The 2008 SIGGRAPH paper marks an important improvement over Perlin noise, an established technique in which small computer programs create many layers of noise that are piled on top of each other. The layers are then manipulated -- like layers of paint on a canvas -- in order to develop detailed and realistic textures such as rock, soil, cloud, water and marble that serve as background images and details for 3D video games.
“The existing methods for using computer generated noise to make images for backgrounds and details for 3D video games are fast, but the images that you get don’t look very good. Our work gives you the full computational benefit of noise but without many of the tradeoffs such as distortion and flickering,” said Goldberg.

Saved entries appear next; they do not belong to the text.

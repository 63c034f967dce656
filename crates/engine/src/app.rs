//! Bridge lifecycle.
//!
//! [`Guardian`] owns the host-side executor and, while running, the HTTP
//! server with its own multi-thread runtime. The host thread calls
//! [`Guardian::on_tick`] and [`Guardian::on_event`]; everything else happens
//! on the server runtime.
//!
//! `start`, `stop` and `Drop` block, so they must be called from a plain
//! thread and never from inside an async context.

use std::net::SocketAddr;
use std::sync::Arc;
use std::time::Duration;

use guardian_domain::{AuthorizationList, TradeStatus};
use tokio::runtime::Runtime;
use tokio::task::JoinHandle;
use tokio_util::sync::CancellationToken;
use tower_http::trace::TraceLayer;

use crate::api;
use crate::bridge::{HostExecutor, TickReport};
use crate::config::GuardianConfig;
use crate::infrastructure::ports::{ClockPort, HostActions, HostEvent};
use crate::use_cases::{AuthorizationGuard, CommandService};

const SERVE_DRAIN_TIMEOUT: Duration = Duration::from_secs(2);
const RUNTIME_SHUTDOWN_TIMEOUT: Duration = Duration::from_millis(500);

#[derive(Debug, thiserror::Error)]
pub enum LifecycleError {
    #[error("Failed to build server runtime: {0}")]
    Runtime(#[source] std::io::Error),
    #[error("Failed to bind {addr}: {source}")]
    Bind {
        addr: SocketAddr,
        #[source]
        source: std::io::Error,
    },
}

struct RunningServer {
    runtime: Runtime,
    cancel: CancellationToken,
    handle: JoinHandle<()>,
    addr: SocketAddr,
}

pub struct Guardian {
    config: GuardianConfig,
    clock: Arc<dyn ClockPort>,
    guard: Arc<AuthorizationGuard>,
    executor: HostExecutor,
    server: Option<RunningServer>,
}

impl Guardian {
    pub fn new(config: GuardianConfig, clock: Arc<dyn ClockPort>) -> Self {
        let guard = Arc::new(AuthorizationGuard::new(config.authorized_ids.clone()));
        let executor = HostExecutor::new(config.bridge_settings(), Arc::clone(&clock));
        Self {
            config,
            clock,
            guard,
            executor,
            server: None,
        }
    }

    /// Start serving. Returns the bound address, or `None` when the bridge is
    /// disabled. Calling it while running returns the current address.
    pub fn start(&mut self) -> Result<Option<SocketAddr>, LifecycleError> {
        if let Some(server) = &self.server {
            return Ok(Some(server.addr));
        }
        if !self.config.enabled {
            tracing::info!("Command server disabled; not starting");
            return Ok(None);
        }

        let runtime = tokio::runtime::Builder::new_multi_thread()
            .worker_threads(self.config.worker_threads)
            .thread_name("guardian-http")
            .enable_all()
            .build()
            .map_err(LifecycleError::Runtime)?;

        let bind_addr = self.config.bind_addr();
        let listener = runtime
            .block_on(tokio::net::TcpListener::bind(bind_addr))
            .map_err(|source| LifecycleError::Bind {
                addr: bind_addr,
                source,
            })?;
        let addr = listener
            .local_addr()
            .map_err(|source| LifecycleError::Bind {
                addr: bind_addr,
                source,
            })?;

        let service = Arc::new(CommandService::new(
            Arc::clone(&self.guard),
            self.executor.connect(),
            Arc::clone(&self.clock),
            self.config.request_timeout,
        ));
        let router = api::http::routes()
            .with_state(service)
            .layer(TraceLayer::new_for_http());

        let cancel = CancellationToken::new();
        let token = cancel.clone();
        let handle = runtime.spawn(async move {
            if let Err(e) = axum::serve(listener, router)
                .with_graceful_shutdown(async move { token.cancelled().await })
                .await
            {
                tracing::error!(error = %e, "Command server stopped with an error");
            }
        });

        tracing::info!(
            %addr,
            authorized = self.guard.current().len(),
            "Command server listening"
        );
        self.server = Some(RunningServer {
            runtime,
            cancel,
            handle,
            addr,
        });
        Ok(Some(addr))
    }

    /// Stop serving. Queued commands fail with `server_shutting_down`; the
    /// trade session is kept for the next start.
    pub fn stop(&mut self) {
        let Some(server) = self.server.take() else {
            return;
        };

        server.cancel.cancel();
        let failed = self.executor.shutdown();

        let RunningServer {
            runtime, handle, ..
        } = server;
        if runtime
            .block_on(async { tokio::time::timeout(SERVE_DRAIN_TIMEOUT, handle).await })
            .is_err()
        {
            tracing::warn!("Open connections did not drain in time; dropping them");
        }
        runtime.shutdown_timeout(RUNTIME_SHUTDOWN_TIMEOUT);

        tracing::info!(failed_commands = failed, "Command server stopped");
    }

    pub fn is_running(&self) -> bool {
        self.server.is_some()
    }

    pub fn local_addr(&self) -> Option<SocketAddr> {
        self.server.as_ref().map(|server| server.addr)
    }

    /// Host tick: run queued commands against `host`.
    pub fn on_tick(&mut self, host: &mut dyn HostActions) -> TickReport {
        self.executor.on_tick(host)
    }

    /// Host trade notification.
    pub fn on_event(&mut self, event: HostEvent) {
        self.executor.on_event(event);
    }

    /// Swap the authorized id list; later requests see the new list.
    pub fn reload_authorizations(&self, list: AuthorizationList) {
        self.guard.replace(list);
    }

    pub fn trade_status(&self) -> TradeStatus {
        self.executor.trade_status()
    }
}

impl Drop for Guardian {
    fn drop(&mut self) {
        self.stop();
    }
}

#[cfg(test)]
mod tests {
    use super::*;
    use crate::infrastructure::clock::SystemClock;
    use crate::infrastructure::simulated_host::SimulatedHost;
    use guardian_domain::{ChatChannel, TradeState, WorldInfo, WorldNumber};
    use std::collections::HashMap;
    use std::io::{Read, Write};
    use std::net::TcpStream;
    use std::time::Instant;

    fn config(vars: &[(&str, &str)]) -> GuardianConfig {
        let mut all: HashMap<String, String> = HashMap::from([
            ("GUARDIAN_PORT".to_string(), "0".to_string()),
            ("GUARDIAN_AUTHORIZED_IDS".to_string(), "1001".to_string()),
        ]);
        for (k, v) in vars {
            all.insert(k.to_string(), v.to_string());
        }
        GuardianConfig::from_lookup(|key| all.get(key).cloned()).unwrap()
    }

    fn guardian(vars: &[(&str, &str)]) -> Guardian {
        Guardian::new(config(vars), Arc::new(SystemClock::new()))
    }

    fn host() -> SimulatedHost {
        let w301 = WorldNumber::new(301).unwrap();
        SimulatedHost::new(vec![WorldInfo::new(w301, 800)], Some(w301)).with_player("Bob")
    }

    /// Raw HTTP/1.1 exchange; returns the status code and body.
    fn http(addr: SocketAddr, method: &str, path: &str, caller: &str, body: &str) -> (u16, String) {
        let mut stream = TcpStream::connect(addr).unwrap();
        stream
            .set_read_timeout(Some(Duration::from_secs(5)))
            .unwrap();
        let request = format!(
            "{method} {path} HTTP/1.1\r\nHost: {addr}\r\nX-Discord-Id: {caller}\r\n\
             Content-Type: application/json\r\nContent-Length: {}\r\nConnection: close\r\n\r\n{body}",
            body.len()
        );
        stream.write_all(request.as_bytes()).unwrap();
        let mut response = String::new();
        stream.read_to_string(&mut response).unwrap();

        let status = response[9..12].parse().unwrap();
        let body = response
            .split_once("\r\n\r\n")
            .map(|(_, body)| body.to_string())
            .unwrap_or_default();
        (status, body)
    }

    /// Runs `request` on a client thread while this thread acts as the host.
    fn with_host_ticks<T: Send + 'static>(
        guardian: &mut Guardian,
        host: &mut SimulatedHost,
        request: impl FnOnce() -> T + Send + 'static,
    ) -> T {
        let client = std::thread::spawn(request);
        let deadline = Instant::now() + Duration::from_secs(5);
        while !client.is_finished() && Instant::now() < deadline {
            for event in host.drain_events() {
                guardian.on_event(event);
            }
            guardian.on_tick(host);
            std::thread::sleep(Duration::from_millis(5));
        }
        for event in host.drain_events() {
            guardian.on_event(event);
        }
        client.join().unwrap()
    }

    #[test]
    fn start_and_stop_are_idempotent() {
        let mut guardian = guardian(&[]);

        let addr = guardian.start().unwrap().unwrap();
        assert_ne!(addr.port(), 0);
        assert_eq!(guardian.start().unwrap(), Some(addr));
        assert!(guardian.is_running());

        guardian.stop();
        guardian.stop();
        assert!(!guardian.is_running());
        assert_eq!(guardian.local_addr(), None);

        assert!(guardian.start().unwrap().is_some());
        assert!(guardian.is_running());
    }

    #[test]
    fn disabled_bridge_does_not_listen() {
        let mut guardian = guardian(&[("GUARDIAN_ENABLED", "false")]);
        assert_eq!(guardian.start().unwrap(), None);
        assert!(!guardian.is_running());
    }

    #[test]
    fn serves_commands_end_to_end() {
        let mut guardian = guardian(&[]);
        let mut host = host();
        let addr = guardian.start().unwrap().unwrap();

        let (status, body) = with_host_ticks(&mut guardian, &mut host, move || {
            http(addr, "POST", "/chat/send", "1001", r#"{"message":"hello","public":true}"#)
        });
        assert_eq!(status, 200, "{body}");
        assert_eq!(host.messages()[0].channel, ChatChannel::Public);

        let (status, _) = with_host_ticks(&mut guardian, &mut host, move || {
            http(addr, "POST", "/trade/request", "1001", r#"{"rsn":"Bob"}"#)
        });
        assert_eq!(status, 200);
        assert_eq!(guardian.trade_status().state, TradeState::WindowOpen);

        let (status, body) = with_host_ticks(&mut guardian, &mut host, move || {
            http(addr, "POST", "/trade/offer", "42", r#"{"amount":1000}"#)
        });
        assert_eq!(status, 403, "{body}");
        assert_eq!(host.offered(), None);
    }

    #[test]
    fn reloaded_authorizations_apply_to_later_requests() {
        let mut guardian = guardian(&[]);
        let mut host = host();
        let addr = guardian.start().unwrap().unwrap();

        guardian.reload_authorizations(AuthorizationList::parse_csv("42"));

        let (status, _) = with_host_ticks(&mut guardian, &mut host, move || {
            http(addr, "POST", "/trade/request", "1001", r#"{"rsn":"Bob"}"#)
        });
        assert_eq!(status, 403);

        let (status, _) = with_host_ticks(&mut guardian, &mut host, move || {
            http(addr, "POST", "/trade/request", "42", r#"{"rsn":"Bob"}"#)
        });
        assert_eq!(status, 200);
    }

    #[test]
    fn trade_session_survives_restart() {
        let mut guardian = guardian(&[]);
        let mut host = host();
        let addr = guardian.start().unwrap().unwrap();

        with_host_ticks(&mut guardian, &mut host, move || {
            http(addr, "POST", "/trade/request", "1001", r#"{"rsn":"Bob"}"#)
        });
        guardian.stop();
        assert_eq!(guardian.trade_status().state, TradeState::WindowOpen);

        let addr = guardian.start().unwrap().unwrap();
        let (status, body) = with_host_ticks(&mut guardian, &mut host, move || {
            http(addr, "GET", "/trade/status", "1001", "")
        });
        assert_eq!(status, 200);
        assert!(body.contains("window_open"), "{body}");
    }
}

The new approach also eliminates the need to store the textures as huge images that take up valuable memory. Instead the textures are generated by computer programs on the fly every time an image is rendered, explained computer science professor Matthias Zwicker from UC San Diego’s Jacobs School of Engineering.
“The graphics generated from the procedural approach that we explored in this project are very small. Illustrating video games with small images is going to be increasingly important in the future as more and more games are downloadable,” said Zwicker.
Undergrad. Overachiever. Alex Goldberg did the bulk of this work as an undergraduate computer science student at UC San Diego. After taking Zwicker’s rendering class (CSE168),
Goldberg pursued this research both in his free time and through formalized independent study classes supervised by Zwicker. Goldberg also took the famed video game crash course (CSE125) in which teams of UC San Diego computer science undergraduates create 3D networked video games in 12 weeks.
Pixel Packing
Both the stretch marks and the flickering in 3D video game backgrounds often stem from the same technical issue: choosing what color to make individual pixels.
“When one pixel covers a large area in a 3D video game landscape…what color should that pixel be? It can only be one color, but the area it covers may contain many different colors,” UC San Diego computer science professor Matthias Zwicker explained.
Color averaging is one solution. For example, if a pixel covers a patch of tiny black bumps on a piece of armor on a soldier far in the distance, and if these armor bumps are partially lit up with white light, then averaging the colors and turning the pixel gray is often in order. But before you can average colors, you have to determine the exact region of the scene that needs to be squeezed into one particular pixel. A simple solution is to slide circular areas of scenes into circle shaped pixels. But when you are trying to map areas of 3D scenes back to 2D pixels, circular areas of background images are not the best option even though the pixels are circles themselves, according to the computer graphics researchers.
In the SIGGRAPH paper, the computer scientists mapped elliptical areas of background images back to circular pixels and found that their technique yielded higher quality background images with less stretching and other distortions.
The reason elliptical shapes are a better fit for circular pixels in backgrounds for 3D video games goes back to basic geometry: when a cone that extends from a circular pixel intersects with the background of a 3D video game scene, the region of the cone that hits the background is an ellipse rather than a circle.